Closest to the beat of all of it
       is running 
even the same laps doggedly
that thirty years of it have laid 
a jewel inside of tiny green directions. 
Emerald to press against in lifts
       in meetings 
when the body sinks into the silt of itself
and work could be a wrong turn in the history of
       movement.  Runs
are hard on the mind like bitter when the mind is.  

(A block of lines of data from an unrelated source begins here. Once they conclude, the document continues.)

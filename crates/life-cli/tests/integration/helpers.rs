//! Integration test helpers: run the CLI binary and capture its output.

use std::path::Path;
use std::process::{Command, Output};

use serde_json::Value;

pub const EXIT_SUCCESS: i32 = 0;
pub const EXIT_INVALID_CONFIGURATION: i32 = 2;
pub const EXIT_INVALID_INPUT: i32 = 3;
pub const EXIT_IO: i32 = 4;

/// Captured result of one CLI invocation.
#[derive(Debug)]
pub struct CliRun {
    pub exit_code: i32,
    pub stdout: String,
    pub stderr: String,
}

impl CliRun {
    /// Parse stdout as JSON, panicking with the full output on failure.
    pub fn json(&self) -> Value {
        serde_json::from_str(&self.stdout).unwrap_or_else(|e| {
            panic!(
                "stdout is not JSON: {}\nstdout: {}\nstderr: {}",
                e, self.stdout, self.stderr
            )
        })
    }

    pub fn assert_success(&self) -> &Self {
        assert_eq!(
            self.exit_code, EXIT_SUCCESS,
            "expected success\nstdout: {}\nstderr: {}",
            self.stdout, self.stderr
        );
        self
    }
}

pub fn run_cli(args: &[&str]) -> CliRun {
    let output: Output = Command::new(env!("CARGO_BIN_EXE_life-cli"))
        .args(args)
        .env_remove("RUST_LOG")
        .output()
        .unwrap_or_else(|e| panic!("failed to spawn life-cli {:?}: {}", args, e));

    CliRun {
        exit_code: output.status.code().unwrap_or(-1),
        stdout: String::from_utf8_lossy(&output.stdout).into_owned(),
        stderr: String::from_utf8_lossy(&output.stderr).into_owned(),
    }
}

/// Generate a synthetic batch document at `path`.
pub fn simulate_to(path: &Path, participants: usize, cycles: usize, seed: u64) {
    run_cli(&[
        "simulate",
        "--participants",
        &participants.to_string(),
        "--cycles",
        &cycles.to_string(),
        "--seed",
        &seed.to_string(),
        "--output",
        path.to_str().expect("temp path is UTF-8"),
    ])
    .assert_success();
}
use super::{PositionId, ProjectId, Role, UserId};
use chrono::{DateTime, Utc};
use serde::Serialize;
use std::fmt;
use std::str::FromStr;

#[derive(Clone, Copy, Debug, Eq, Hash, PartialEq, Serialize)]
#[serde(rename_all = "lowercase")]
pub enum TargetType {
    Project,
    Position,
}

impl TargetType {
    pub fn as_str(self) -> &'static str {
        match self {
            TargetType::Project => "project",
            TargetType::Position => "position",
        }
    }
}

impl FromStr for TargetType {
    type Err = String;

    fn from_str(s: &str) -> Result<Self, Self::Err> {
        match s {
            "project" => Ok(TargetType::Project),
            "position" => Ok(TargetType::Position),
            other => Err(format!("unknown signature target {other}")),
        }
    }
}

/// Document a signature applies to.
#[derive(Clone, Copy, Debug, Eq, Hash, PartialEq, Serialize)]
pub enum SignatureTarget {
    Project(ProjectId),
    Position(PositionId),
}

impl SignatureTarget {
    pub fn new(target_type: TargetType, id: i64) -> SignatureTarget {
        match target_type {
            TargetType::Project => SignatureTarget::Project(ProjectId(id)),
            TargetType::Position => SignatureTarget::Position(PositionId(id)),
        }
    }

    pub fn target_type(self) -> TargetType {
        match self {
            SignatureTarget::Project(_) => TargetType::Project,
            SignatureTarget::Position(_) => TargetType::Position,
        }
    }

    pub fn id(self) -> i64 {
        match self {
            SignatureTarget::Project(ProjectId(id)) | SignatureTarget::Position(PositionId(id)) => {
                id
            }
        }
    }

    pub fn document_kind(self) -> DocumentKind {
        match self {
            SignatureTarget::Project(_) => DocumentKind::ProjectProposal,
            SignatureTarget::Position(_) => DocumentKind::CommitmentTerm,
        }
    }
}

impl fmt::Display for SignatureTarget {
    fn fmt(&self, f: &mut fmt::Formatter<'_>) -> fmt::Result {
        write!(f, "{} {}", self.target_type().as_str(), self.id())
    }
}

/// Kind of rendered artifact attached to a fully signed target.
#[derive(Clone, Copy, Debug, Eq, PartialEq, Serialize)]
pub enum DocumentKind {
    ProjectProposal,
    CommitmentTerm,
}

impl DocumentKind {
    pub fn as_str(self) -> &'static str {
        match self {
            DocumentKind::ProjectProposal => "project-proposal",
            DocumentKind::CommitmentTerm => "commitment-term",
        }
    }
}

#[derive(Clone, Debug, Serialize)]
pub struct SignatureRecord {
    pub id: i64,
    pub target: SignatureTarget,
    pub signer_role: Role,
    pub signer: Option<UserId>,
    pub payload: String,
    pub signed_at: DateTime<Utc>,
}

/// Single-use access grant for an external signer without an account.
#[derive(Clone, Debug, Serialize)]
pub struct SignatureGrant {
    pub id: i64,
    pub token: String,
    pub target: SignatureTarget,
    pub signer_role: Role,
    pub signer_email: String,
    pub expires_at: DateTime<Utc>,
    pub consumed_at: Option<DateTime<Utc>>,
}

#[derive(Clone, Debug, PartialEq, Eq, Serialize)]
pub struct CompletionStatus {
    /// Roles that still have to sign, in the order they are required.
    pub pending: Vec<Role>,
    pub complete: bool,
}

impl CompletionStatus {
    pub fn compute(required: &[Role], signed: &[Role]) -> CompletionStatus {
        let pending = required
            .iter()
            .filter(|role| !signed.contains(role))
            .copied()
            .collect::<Vec<_>>();
        CompletionStatus {
            complete: pending.is_empty(),
            pending,
        }
    }
}

#[test]
fn test_completion_status() {
    let required = [Role::Student, Role::Professor];
    let status = CompletionStatus::compute(&required, &[Role::Professor]);
    assert_eq!(status.pending, vec![Role::Student]);
    assert!(!status.complete);
    let status = CompletionStatus::compute(&required, &[Role::Professor, Role::Student]);
    assert!(status.complete);
    assert!(status.pending.is_empty());
    // Extra signatures never make a target incomplete.
    assert!(CompletionStatus::compute(&[Role::Professor], &[Role::Admin, Role::Professor]).complete);
}
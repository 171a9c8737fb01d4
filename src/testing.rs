//! Shared fixture for engine tests: an in-memory database, a recording
//! notifier and a manual clock. Tests racing two engines use a database file
//! instead.

use crate::clock::ManualClock;
use crate::engine::Engine;
use crate::model::{
    Actor, Application, DepartmentId, Half, Position, Project, ProjectDraft, ProjectId,
    RequestedSeat, Role, SeatType, SignatureTarget, Term, UserId,
};
use crate::notify::RecordingNotifier;
use crate::store::Store;
use chrono::{DateTime, TimeDelta, TimeZone, Utc};
use std::sync::Arc;

pub const ADMIN: Actor = Actor {
    id: UserId(1),
    role: Role::Admin,
};
pub const PROFESSOR: Actor = Actor {
    id: UserId(10),
    role: Role::Professor,
};
pub const OTHER_PROFESSOR: Actor = Actor {
    id: UserId(11),
    role: Role::Professor,
};
pub const STUDENT: Actor = Actor {
    id: UserId(100),
    role: Role::Student,
};
pub const STUDENT2: Actor = Actor {
    id: UserId(101),
    role: Role::Student,
};

pub const TERM: Term = Term {
    year: 2025,
    half: Half::First,
};

pub fn draft(title: &str, scholarships: u32, volunteers: u32) -> ProjectDraft {
    ProjectDraft {
        department: DepartmentId(1),
        title: title.to_owned(),
        term: TERM,
        requested_scholarships: scholarships,
        requested_volunteers: volunteers,
    }
}

/// SQLite database file in a temporary directory, deleted on drop.
pub struct SharedDatabase {
    dir: tempfile::TempDir,
}

impl SharedDatabase {
    pub fn new() -> SharedDatabase {
        SharedDatabase {
            dir: tempfile::tempdir().unwrap(),
        }
    }

    pub fn url(&self) -> String {
        format!("sqlite://{}?mode=rwc", self.dir.path().join("monitoria.db").display())
    }
}

pub struct Fixture {
    pub engine: Engine,
    pub notifier: Arc<RecordingNotifier>,
    pub clock: Arc<ManualClock>,
    projects: usize,
}

impl Fixture {
    pub async fn new() -> Fixture {
        Fixture::with_quota(10).await
    }

    /// Term with `quota` scholarship seats and an inscription period open
    /// for the next two weeks.
    pub async fn with_quota(quota: u32) -> Fixture {
        Fixture::on_store(crate::store::memory().await, quota).await
    }

    /// Fixture whose database lives in `database`, so that other engines can
    /// connect to it through [`Fixture::second_engine`].
    pub async fn shared(database: &SharedDatabase, quota: u32) -> Fixture {
        let mut store = Store::connect(&database.url()).await.unwrap();
        store.create_schema().await.unwrap();
        Fixture::on_store(store, quota).await
    }

    /// Another engine on the database of a shared fixture, with the same clock.
    pub async fn second_engine(&self, database: &SharedDatabase) -> Engine {
        let store = Store::connect(&database.url()).await.unwrap();
        Engine::new(store)
            .with_notifier(Arc::new(RecordingNotifier::default()))
            .with_clock(self.clock.clone())
    }

    async fn on_store(store: Store, quota: u32) -> Fixture {
        let start = Utc.with_ymd_and_hms(2025, 3, 3, 12, 0, 0).unwrap();
        let notifier = Arc::new(RecordingNotifier::default());
        let clock = Arc::new(ManualClock::new(start));
        let mut engine = Engine::new(store)
            .with_notifier(notifier.clone())
            .with_clock(clock.clone());
        engine.set_quota(ADMIN, TERM, quota).await.unwrap();
        engine
            .open_inscription_period(
                ADMIN,
                TERM,
                start - TimeDelta::days(1),
                start + TimeDelta::days(14),
            )
            .await
            .unwrap();
        Fixture {
            engine,
            notifier,
            clock,
            projects: 0,
        }
    }

    pub fn clock_now(&self) -> DateTime<Utc> {
        use crate::clock::Clock;
        self.clock.now()
    }

    /// Project of `PROFESSOR` signed by them and submitted.
    pub async fn submitted_project(&mut self, scholarships: u32, volunteers: u32) -> Project {
        self.projects += 1;
        let title = format!("Project {}", self.projects);
        let project = self
            .engine
            .create_project(PROFESSOR, draft(&title, scholarships, volunteers))
            .await
            .unwrap();
        self.engine
            .record_signature(
                PROFESSOR,
                SignatureTarget::Project(project.id),
                Role::Professor,
                "professor signature",
            )
            .await
            .unwrap();
        self.engine
            .submit_project(PROFESSOR, project.id)
            .await
            .unwrap()
    }

    /// Fully approved and signed project of `PROFESSOR`.
    pub async fn approved_project(
        &mut self,
        scholarships: u32,
        allocated: u32,
        volunteers: u32,
    ) -> Project {
        let project = self.submitted_project(scholarships, volunteers).await;
        self.engine
            .approve_project(ADMIN, project.id, allocated, None)
            .await
            .unwrap();
        self.engine
            .record_signature(
                ADMIN,
                SignatureTarget::Project(project.id),
                Role::Admin,
                "admin signature",
            )
            .await
            .unwrap();
        self.engine.project(project.id).await.unwrap()
    }

    pub async fn application(
        &mut self,
        project: ProjectId,
        student: Actor,
        seat: RequestedSeat,
    ) -> Application {
        self.engine
            .submit_application(student, project, seat)
            .await
            .unwrap()
    }

    /// Position of `student` on a seat of the project, through application,
    /// allocation and acceptance.
    pub async fn position(&mut self, project: ProjectId, student: Actor, seat: SeatType) -> Position {
        let requested = match seat {
            SeatType::Scholarship => RequestedSeat::Scholarship,
            SeatType::Volunteer => RequestedSeat::Volunteer,
        };
        let application = self.application(project, student, requested).await;
        self.engine
            .allocate_candidate(ADMIN, application.id, seat)
            .await
            .unwrap();
        self.engine.accept(student, application.id).await.unwrap()
    }
}
use crate::model::Application;
use serde::Serialize;
use std::cmp::Ordering;

/// Position of a candidate in the ranking of a project. Ranks are computed
/// on every read and never stored.
#[derive(Clone, Debug, Serialize)]
pub struct RankedCandidate {
    pub rank: usize,
    pub application: Application,
}

fn by_score(a: &Application, b: &Application) -> Ordering {
    match (a.final_score, b.final_score) {
        (Some(x), Some(y)) => y.total_cmp(&x),
        (Some(_), None) => Ordering::Less,
        (None, Some(_)) => Ordering::Greater,
        (None, None) => Ordering::Equal,
    }
}

/// Order the candidates still in the running by decreasing final score.
/// Ungraded candidates come last; ties go to the earliest submission.
pub fn rank(applications: &[Application]) -> Vec<RankedCandidate> {
    let mut candidates = applications
        .iter()
        .filter(|a| a.status.is_ranked())
        .collect::<Vec<_>>();
    candidates.sort_by(|a, b| {
        by_score(a, b)
            .then_with(|| a.submitted_at.cmp(&b.submitted_at))
            .then_with(|| a.id.cmp(&b.id))
    });
    candidates
        .into_iter()
        .enumerate()
        .map(|(i, a)| RankedCandidate {
            rank: i + 1,
            application: a.clone(),
        })
        .collect()
}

Runs are joyous when the flying hormone says so.
       Up ahead go
all the mid-life women that I love from Boadicea 
to Anne Carson in a fleet of silver trees.  Not 
       one of us amazed
by the sorrow a body can carry from a racing start 
nor by what light shakes out.  Lately 
I got older and my dog too
       fine boy 
bumping my heel like a steaming gold thurible.
It is cold and Nell says
       when you die 
what is the spike of clear joy you will pass through.  
Breaking over and over 
       this my green field this my slackly happy nag.





TIFFANY ATKINSON’s most recent collection, Lumen (Bloodaxe 2021) was a Poetry Book Society Recommendation. She lives in Norwich where she teaches at the University of East Anglia, and runs the MA Creative Writing (Poetry).